A new report says wind turbine technician is the fastest-growing profession in the US.
The growth in wind power is just one example of the rising employment numbers associated with the clean energy and sustainability sector. According to the report, published by the Environmental Defense Fund’s Climate Corps program, the industry now has at least 4 million jobs, up from 3.4 million in 2011.
The report estimates that solar and wind jobs are growing at a rate 12 times as fast as the rest of the US economy and suggests that 46% of large firms have hired additional workers to address issues of sustainability over the past two years.
Those gains stand in contrast to President Donald Trump’s stance on energy. The president has consistently championed eliminating environmental regulations and increasing fossil-fuel production as a promising way to bring jobs to America.
“Trump’s current approach is basically ignoring an entire industry that has grown up over the last 10 years or so and is quite robust,” Liz Delaney, the program director at EDF Climate Corps, tells Business Insider.
Trump has claimed that the Keystone XL Pipeline would create 28,000 good construction jobs, though reports suggest he exaggerated the number by a factor of seven. And while the White House website suggests that eliminating regulations like the Climate Action Plan and Waters of the US rule would increase worker wages by more than $30 billion over the next seven years, Climate Central says that number is based on a non-peer-reviewed paper (written for a fossil-industry organization) that looked at the potential economic impacts of opening all protected federal land to unlimited mining and drilling.
According to the EDF report, however, the compound annual growth rate of employment in the fossil-fuel industry (a measurement of the average growth per year) was -4.5% from 2012 to 2015. Renewable-energy jobs had a rate of 6% during that period. Oil and gas production jobs increased in November 2016 for the first time in two years, following a slump caused by low oil prices. The average number of employees at US coal mines dropped by 12% in 2015, according to the Energy Information Administration.
When it comes to electricity generation in the US, the Department of Energy’s 2017 Energy and Employment Report suggests that the solar industry now employs more people than coal, oil, and gas combined.
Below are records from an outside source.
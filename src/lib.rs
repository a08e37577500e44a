//! Shared ownership and error reporting for host-to-script bindings.
//!
//! Host functions bound into a script VM cannot unwind across the
//! interpreter. They record failures in an error registry keyed by VM
//! instead, and the code driving the VM drains that registry before
//! trusting a result.
//!
//! Hosts that can hold a [`BindingState`] should do so. Code that cannot
//! thread one through may use the process-wide instance in [`global`].
//!
//! # Example
//!
//! ```ignore
//! use sqbind::prelude::*;
//!
//! fn set_name(state: &mut BindingState, vm: &mut MyVm) -> bool {
//!     if !vm.is_string(2) {
//!         state.report_type_error(vm, 2, "string");
//!         return false;
//!     }
//!     true
//! }
//! ```

pub mod global;

pub use sqbind_core::{
    BindConfig, BindError, BindResult, BindingState, DefaultVm, ErrorHandling, ErrorRegistry,
    ScriptVm, Shared, ThrowMode, VmHandle, format_type_error, last_error_string,
};

pub mod prelude {
    pub use sqbind_core::{
        BindConfig, BindError, BindResult, BindingState, ScriptVm, Shared, ThrowMode, VmHandle,
        format_type_error, last_error_string,
    };
}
Oil still employs the largest share when including jobs related to fuels, however.
“Our findings would lead us to believe that the right place to invest dollars are in renewable energy rather than fossil fuels,” Delaney says. “These jobs are widely geographically distributed, they’re high paying, they apply to both manufacturing and professional workers, and there are a lot of them.”
Delaney says one of the most surprising findings of the EDF report is that 70% of the 2.2 million Americans who work in jobs related to energy efficiency are employed by companies with 10 employees or fewer.
“What we’re talking about here are American small businesses,” she says, adding that because many sustainability jobs involve installation, maintenance, and construction, they’re harder to outsource.